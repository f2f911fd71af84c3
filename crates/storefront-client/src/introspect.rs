//! Session introspection: asks the server who is signed in.

use std::time::Duration;

use async_trait::async_trait;
use reqwest::Client;
use reqwest::header::COOKIE;
use serde::Deserialize;
use tracing::debug;

use storefront_auth::AccessError;
use storefront_core::config::AccessConfig;
use storefront_core::error::{AppError, ErrorKind};
use storefront_entity::user::ResolvedSession;

/// Source of the current session for the access hook.
#[async_trait]
pub trait SessionIntrospector: Send + Sync + 'static {
    /// Returns the signed-in user, `None` when nobody is signed in.
    ///
    /// Transport failures are reported as [`AccessError::NetworkFailure`].
    async fn introspect(&self) -> Result<Option<ResolvedSession>, AccessError>;
}

#[derive(Debug, Deserialize)]
struct SessionBody {
    user: Option<ResolvedSession>,
}

/// Calls the server's session-introspection endpoint over HTTP.
#[derive(Debug, Clone)]
pub struct HttpIntrospector {
    client: Client,
    url: String,
    cookie: Option<String>,
}

impl HttpIntrospector {
    /// Default request timeout.
    pub const DEFAULT_TIMEOUT: Duration = Duration::from_secs(10);

    /// Creates an introspector for the server at `base_url`.
    pub fn new(base_url: &str, access: &AccessConfig) -> Result<Self, AppError> {
        let client = Client::builder()
            .timeout(Self::DEFAULT_TIMEOUT)
            .build()
            .map_err(|e| {
                AppError::with_source(ErrorKind::Internal, "Failed to build HTTP client", e)
            })?;

        Ok(Self {
            client,
            url: format!(
                "{}{}",
                base_url.trim_end_matches('/'),
                access.introspection_path
            ),
            cookie: None,
        })
    }

    /// Sends `token` as the `cookie_name` cookie on every call.
    ///
    /// Browsers attach the cookie themselves; other clients set it here.
    pub fn with_session(mut self, cookie_name: &str, token: &str) -> Self {
        self.cookie = Some(format!("{cookie_name}={token}"));
        self
    }

    /// Full URL of the introspection endpoint.
    pub fn url(&self) -> &str {
        &self.url
    }
}

#[async_trait]
impl SessionIntrospector for HttpIntrospector {
    async fn introspect(&self) -> Result<Option<ResolvedSession>, AccessError> {
        let mut request = self.client.get(&self.url);
        if let Some(cookie) = &self.cookie {
            request = request.header(COOKIE, cookie);
        }

        let response = request
            .send()
            .await
            .map_err(|e| AccessError::NetworkFailure(e.to_string()))?;

        let status = response.status();
        if !status.is_success() {
            debug!(status = status.as_u16(), url = %self.url, "Session introspection rejected");
            return Err(AccessError::NetworkFailure(format!(
                "introspection returned {status}"
            )));
        }

        let body: SessionBody = response
            .json()
            .await
            .map_err(|e| AccessError::NetworkFailure(e.to_string()))?;
        Ok(body.user)
    }
}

- EXERCISE GOAL:
A single number is requested: the count of lines in the data that hold "Result".

- SOLUTION:
3